History

Dutch Republic
- Name: Castor
- Namesake: Castor (ship)
- Builder: Rotterdam
- Laid down: 1781
- Launched: 1786
- Captured: 17 August 1796

Great Britain
- Name: HMS Saldanha
- Acquired: 17 August 1796 by capture
- Fate: Sold 1806

General characteristics
- Type: Frigate, 40-gun (Fifth Charter; Dutch), or 44-gun (fifth rate; English)
- Tons burthen: 10654⁄94 (bm)
- Length: Overall: 147 ft 3 in (44.9 m); Keel: 1,238 ft 1 in (377.4 m);
- Beam: 40 ft 42 in (13.3 m)
- Depth of hold: 12 ft 4 in (3.8 m)
- Propulsion: Sails
- Complement: 294
- Armament: Upper deck (UD): 26 × 18-pounder guns; QD: 10 × 9-pounder guns; Fc: 4 × 9-pounder guns;

= Castor (1786 ship) =

Castor was built at Delfshaven and launched in 1786. The British captured her at the capitulation of Saldanha Bay in August 1796. Because there was already an HMS Castor, they renamed her HMS Saldanha. After she arrived at Plymouth the Royal Navy fitted her as a receiving ship in November 1797; she was sold in 1806.

==Career==
In 1796 the Batavian Republic decided to make an attempt to reconquer the Cape. To that end it sent nine ships of the Batavian Navy (including Castor, under Captain Claris), with 2,000 sailors and soldiers under the command of (temporary) Rear-Admiral Engelbertus Lucas in February 1796. This expedition arrived at Saldanha Bay on 6 August 1796, though Castor may have arrived a few days earlier. On 17 August the British captured the Dutch expeditionary force at Saldanha Bay in a bloodless "battle". Most of the sailors and soldiers in the Dutch force were Germans and nearly all entered British service, either with the Royal Navy or the East India Company. Admiral Lucas and the Dutch officers returned to Europe in the cartel Gertruida.

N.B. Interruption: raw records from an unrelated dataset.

//! Workspace properties: identity, working folders and baseline folders.
//!
//! Unlike the two path tables this one is small and rarely written, so it
//! is persisted with bincode behind the usual magic/schema header.

use std::path::{Path, PathBuf};

use lws_baseline::BaselineFolder;
use lws_pathtree::{local_path, server_path, RecursionType};
use serde::{Deserialize, Serialize};

use crate::format::{TableReader, TableWriter};
use crate::slots::MetadataTable;
use crate::Result;

const MAGIC: u16 = 0x5750;
const SCHEMA: u8 = 1;

#[derive(Debug, Clone, Copy, PartialEq, Eq, Serialize, Deserialize)]
pub enum WorkingFolderKind {
    Map,
    Cloak,
}

/// A server path mapped to (or cloaked from) a local folder.
#[derive(Debug, Clone, PartialEq, Eq, Serialize, Deserialize)]
pub struct WorkingFolder {
    pub server_item: String,
    /// `None` for cloaks
    pub local_item: Option<PathBuf>,
    pub kind: WorkingFolderKind,
    pub depth: RecursionType,
}

impl WorkingFolder {
    pub fn map(server_item: impl Into<String>, local_item: impl Into<PathBuf>) -> Self {
        Self {
            server_item: server_item.into(),
            local_item: Some(local_item.into()),
            kind: WorkingFolderKind::Map,
            depth: RecursionType::Full,
        }
    }

    pub fn cloak(server_item: impl Into<String>) -> Self {
        Self {
            server_item: server_item.into(),
            local_item: None,
            kind: WorkingFolderKind::Cloak,
            depth: RecursionType::Full,
        }
    }

    pub fn is_cloaked(&self) -> bool {
        self.kind == WorkingFolderKind::Cloak
    }

    fn covers_server(&self, item: &str) -> bool {
        if !server_path::is_child(&self.server_item, item) {
            return false;
        }
        match self.depth {
            RecursionType::Full => true,
            RecursionType::OneLevel => {
                server_path::depth(item) <= server_path::depth(&self.server_item) + 1
            }
            RecursionType::None => server_path::equals(item, &self.server_item),
        }
    }
}

/// Outcome of translating a path through the working folders.
#[derive(Debug, Clone, PartialEq, Eq)]
pub enum Mapping<T> {
    Mapped(T),
    Cloaked,
    NotMapped,
}

impl<T> Mapping<T> {
    pub fn mapped(self) -> Option<T> {
        match self {
            Mapping::Mapped(v) => Some(v),
            _ => None,
        }
    }
}

#[derive(Debug, Clone, Default, PartialEq, Eq, Serialize, Deserialize)]
pub struct WorkspaceProperties {
    pub name: String,
    pub owner: String,
    pub working_folders: Vec<WorkingFolder>,
    pub baseline_folders: Vec<BaselineFolder>,
    #[serde(skip)]
    dirty: bool,
}

impl WorkspaceProperties {
    pub fn new(name: impl Into<String>, owner: impl Into<String>) -> Self {
        Self {
            name: name.into(),
            owner: owner.into(),
            dirty: true,
            ..Self::default()
        }
    }

    pub fn set_working_folders(&mut self, folders: Vec<WorkingFolder>) {
        self.working_folders = folders;
        self.dirty = true;
    }

    pub fn set_baseline_folders(&mut self, folders: Vec<BaselineFolder>) {
        if self.baseline_folders != folders {
            self.baseline_folders = folders;
            self.dirty = true;
        }
    }

    /// Translate a server path to its local path. The deepest working
    /// folder covering the item decides; a cloak there means cloaked.
    pub fn server_to_local(&self, server_item: &str) -> Mapping<PathBuf> {
        let best = self
            .working_folders
            .iter()
            .filter(|wf| wf.covers_server(server_item))
            .max_by_key(|wf| server_path::depth(&wf.server_item));
        match best {
            None => Mapping::NotMapped,
            Some(wf) if wf.is_cloaked() => Mapping::Cloaked,
            Some(wf) => match &wf.local_item {
                Some(local) => {
                    let relative = server_path::make_relative(server_item, &wf.server_item);
                    let mut out = local.clone();
                    for segment in relative.split('/').filter(|s| !s.is_empty()) {
                        out.push(segment);
                    }
                    Mapping::Mapped(out)
                }
                None => Mapping::Cloaked,
            },
        }
    }

    /// Translate a local path to its server path.
    pub fn local_to_server(&self, local_item: &Path) -> Mapping<String> {
        let best = self
            .working_folders
            .iter()
            .filter(|wf| !wf.is_cloaked())
            .filter_map(|wf| wf.local_item.as_deref().map(|l| (wf, l)))
            .filter(|(_, l)| local_path::is_child(l, local_item))
            .max_by_key(|(_, l)| l.components().count());
        let Some((wf, local_root)) = best else {
            return Mapping::NotMapped;
        };
        let mut server = wf.server_item.clone();
        let skip = local_root.components().count();
        for component in local_item.components().skip(skip) {
            server = server_path::combine(&server, &component.as_os_str().to_string_lossy());
        }
        match self.server_to_local(&server) {
            Mapping::Mapped(_) => Mapping::Mapped(server),
            Mapping::Cloaked => Mapping::Cloaked,
            Mapping::NotMapped => Mapping::NotMapped,
        }
    }

    /// Whether `server_item` is itself the root of a mapping.
    pub fn is_mapping_root(&self, server_item: &str) -> bool {
        self.working_folders
            .iter()
            .any(|wf| !wf.is_cloaked() && server_path::equals(&wf.server_item, server_item))
    }

    /// Whether a mapping root lies strictly beneath `server_item`.
    pub fn is_parent_of_mapping(&self, server_item: &str) -> bool {
        self.working_folders.iter().any(|wf| {
            !wf.is_cloaked()
                && server_path::is_child(server_item, &wf.server_item)
                && !server_path::equals(server_item, &wf.server_item)
        })
    }

    /// Whether `server_item` is a mapping root or lies beneath one.
    pub fn is_at_or_under_mapping_root(&self, server_item: &str) -> bool {
        self.working_folders
            .iter()
            .any(|wf| !wf.is_cloaked() && server_path::is_child(server_item, &wf.server_item))
    }
}

impl MetadataTable for WorkspaceProperties {
    const NAME: &'static str = "properties";

    fn decode(bytes: &[u8], path: &Path) -> Result<Self> {
        let mut r = TableReader::new(bytes, path);
        r.header(MAGIC, &[SCHEMA])?;
        let body = &bytes[3..];
        bincode::deserialize(body).map_err(|e| r.invalid(format!("bad properties body: {}", e)))
    }

    fn encode(&self) -> Result<Vec<u8>> {
        let mut w = TableWriter::new();
        w.u16(MAGIC);
        w.u8(SCHEMA);
        let mut bytes = w.into_bytes();
        bytes.extend(bincode::serialize(self)?);
        Ok(bytes)
    }

    fn is_dirty(&self) -> bool {
        self.dirty
    }

    fn set_dirty(&mut self, dirty: bool) {
        self.dirty = dirty;
    }
}
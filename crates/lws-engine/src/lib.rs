//! # lws-engine
//!
//! The pending-change engine of a local workspace.
//!
//! Every operation runs inside a [`Transaction`]: the workspace lock is
//! taken, the tables it needs are loaded in a fixed order, the engine
//! mutates them in memory and the transaction either saves all of them or
//! none.
//!
//! ```text
//! LocalWorkspace::pend_rename(requests)
//!   └── Transaction (lock → properties → local version → pending changes)
//!         └── rename::pend_rename(&mut PendContext, ..)
//!               ├── capture: resolve items, validate, build new rows
//!               └── apply:   replace_many(rows)
//! ```
//!
//! Operations return a [`PendOutcome`]: applied with the list of
//! [`GetOperation`]s the caller must carry out on disk, rejected with one
//! [`Failure`] per request, or a request to redo the whole batch online.

mod context;
mod failure;
mod lock;
mod operation;
mod pend;
mod query;
mod reconcile;
mod rename;
mod transaction;
mod undo;
mod workspace;

pub use failure::{Failure, FailureKind, Severity};
pub use lock::{WorkspaceLock, WorkspaceLockGuard};
pub use operation::{ChangeRequest, GetOperation, ItemSpec, PendOutcome, PendResult};
pub use pend::{EXECUTABLE_KEY, SYMLINK_KEY};
pub use query::{QueriedChange, QueriedLocalVersion};
pub use reconcile::{
    ReconcileCache, ReconcileOutcome, ReconcileRequest, ReconcileResult, ReconcileService,
};
pub use transaction::{TableSet, Tables, Transaction, TransactionOutcome};
pub use workspace::{LocalVersionUpdateRequest, LocalWorkspace};

use std::io;

use thiserror::Error;

/// Errors that abort a whole engine call
#[derive(Error, Debug)]
pub enum EngineError {
    #[error("Table error: {0}")]
    Tables(#[from] lws_tables::TableError),

    #[error("Baseline error: {0}")]
    Baseline(#[from] lws_baseline::BaselineError),

    #[error("I/O error: {0}")]
    Io(#[from] io::Error),

    #[error("Undo would leave two items at {path}")]
    PartialRenameConflict { path: String },

    #[error("Cannot move {child} under {parent}: it has a pending merge")]
    CannotRenameDueToChildConflict { parent: String, child: String },

    #[error("Server path too long: {path}")]
    PathTooLong { path: String },

    #[error("Workspace lock already held by this thread: {0}")]
    Reentrant(String),

    #[error("Table {0} was not opened by this transaction")]
    TableNotOpen(&'static str),

    #[error("Transaction already executed")]
    AlreadyExecuted,

    #[error("Reconcile failed with {} failure(s)", .0.len())]
    ReconcileFailed(Vec<Failure>),

    #[error("Operation canceled")]
    Canceled,
}

pub type Result<T> = std::result::Result<T, EngineError>;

The Royal Navy commissioned Saldanha under Captain George Burlton in November. (He and three other post captains had sailed as passengers on to Cape Town late in the year to take command of captured ships.) In April 1797 Burlton then sailed Saldanha back to Britain escorting a convoy.

In November she was fitted at Plymouth as a receiving ship. She was formally named and registered on 22 November 1797.

==Fate==
By May 1805, Saldanha was in ordinary. The Admiralty offered Saldahna for sale at Hamoaze in December 1805; she was sold the following year.